Nous ne voulons pas permettre à la bourgeoisie de mener des soldats qui n’ont pas été entraînés ou l’ont été à moitié à la dernière heure sur le champ de bataille. Nous réclamons que l’Etat fournisse tout de suite aux ouvriers et aux chômeurs la possibilité d’apprendre à manipuler le fusil, la grenade à main, la mitrailleuse, le canon, l’avion, le sous-marin et les autres instruments de guerre. Des écoles militaires spéciales sont nécessaires en relation étroite avec les syndicats de sorte que les ouvriers puissent devenir des spécialistes qualifiés de l’art militaire, capables d’occuper des postes de commandement. »

De plus, durant toute la période de la guerre, les trotskystes européens n’avaient pas connaissance des derniers textes de Trotsky dans les semaines qui ont précédé son assassinat.
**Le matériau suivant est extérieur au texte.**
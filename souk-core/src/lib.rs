pub mod notify;
pub mod repository;

pub use notify::{NotificationDispatcher, NotifyError};
pub use repository::{RepoError, RepoResult};

#[derive(Debug, thiserror::Error)]
pub enum CoreError {
    #[error("Validation failed: {0}")]
    ValidationError(String),
    #[error("{entity} not found: {id}")]
    NotFound { entity: &'static str, id: String },
    #[error("Write aborted and rolled back: {0}")]
    TransactionFailed(#[source] RepoError),
    #[error("Store error: {0}")]
    StoreError(#[source] RepoError),
}

impl CoreError {
    pub fn not_found(entity: &'static str, id: impl ToString) -> Self {
        CoreError::NotFound {
            entity,
            id: id.to_string(),
        }
    }
}

pub type CoreResult<T> = Result<T, CoreError>;
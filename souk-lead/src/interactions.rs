use souk_shared::models::{Interaction, InteractionKind, LeadWithOffer, OfferView};

const ANONYMOUS: &str = "Anonymous";

/// Merges lead clicks and offer views into one newest-first activity list.
pub fn merge_interactions(leads: Vec<LeadWithOffer>, views: Vec<OfferView>, limit: usize) -> Vec<Interaction> {
    let clicks = leads.into_iter().map(|entry| Interaction {
        kind: InteractionKind::WhatsappClick,
        user_name: display_name(entry.lead.user_name),
        offer_title: entry.offer_title,
        timestamp: entry.lead.created_at,
    });
    let seen = views.into_iter().map(|view| Interaction {
        kind: InteractionKind::View,
        user_name: display_name(view.user_name),
        offer_title: view.offer_title.unwrap_or_default(),
        timestamp: view.created_at,
    });

    let mut merged: Vec<Interaction> = clicks.chain(seen).collect();
    merged.sort_by(|a, b| b.timestamp.cmp(&a.timestamp));
    merged.truncate(limit);
    merged
}

fn display_name(name: Option<String>) -> String {
    name.map(|n| n.trim().to_string())
        .filter(|n| !n.is_empty())
        .unwrap_or_else(|| ANONYMOUS.to_string())
}
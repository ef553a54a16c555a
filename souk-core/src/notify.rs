use async_trait::async_trait;
use uuid::Uuid;

use crate::repository::RepoError;

#[derive(Debug, thiserror::Error)]
pub enum NotifyError {
    #[error("Push transport failed: {0}")]
    Transport(String),
    #[error("Push gateway rejected the message with status {0}")]
    Rejected(u16),
    #[error("Device token lookup failed: {0}")]
    Store(#[source] RepoError),
}

/// Outbound push delivery. Callers treat every failure as best-effort.
#[async_trait]
pub trait NotificationDispatcher: Send + Sync {
    async fn send(
        &self,
        user_id: Uuid,
        title: &str,
        body: &str,
        data: &serde_json::Value,
    ) -> Result<(), NotifyError>;
}
use axum::{
    extract::State,
    middleware,
    routing::post,
    Extension, Json, Router,
};
use serde::Deserialize;
use souk_shared::models::DeviceToken;

use crate::{
    error::AppError,
    middleware::{require_auth, AuthUser},
    state::AppState,
};

const DEFAULT_PLATFORM: &str = "android";

#[derive(Debug, Deserialize)]
pub struct RegisterTokenRequest {
    pub token: String,
    pub platform: Option<String>,
}

pub fn routes(state: AppState) -> Router<AppState> {
    Router::new()
        .route("/v1/notifications/tokens", post(register_token))
        .route_layer(middleware::from_fn_with_state(state, require_auth))
}

/// POST /v1/notifications/tokens
async fn register_token(
    State(state): State<AppState>,
    Extension(user): Extension<AuthUser>,
    Json(req): Json<RegisterTokenRequest>,
) -> Result<Json<DeviceToken>, AppError> {
    let token = req.token.trim();
    if token.is_empty() {
        return Err(AppError::Validation("token is required".into()));
    }
    let platform = req
        .platform
        .as_deref()
        .map(str::trim)
        .filter(|p| !p.is_empty())
        .unwrap_or(DEFAULT_PLATFORM);

    let saved = state
        .devices
        .upsert_token(user.user_id, token, platform)
        .await
        .map_err(|e| AppError::Internal(format!("Token registration failed: {e}")))?;

    tracing::info!(user_id = %user.user_id, platform, "Device token registered");
    Ok(Json(saved))
}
Aujourd’hui, ceux-ci sont totalement disponibles sur le site marxists.org, en particulier. Mais vous n’en trouverez écho ni dans la presse du POI ou du POID. Trotsky y a défendu bec et ongle le point de vue suivant : dans une période de militarisation des sociétés, le prolétariat doit revendiquer de s’armer, sous la responsabilité d’officiers issus du mouvement ouvrier et des syndicats, pour défendre son point de vue de classe face au déchainement provoqué par l’Allemagne nazie et les forces fascistes qui la soutenait en Europe. Cela s’appelle la Politique Militaire Prolétarienne.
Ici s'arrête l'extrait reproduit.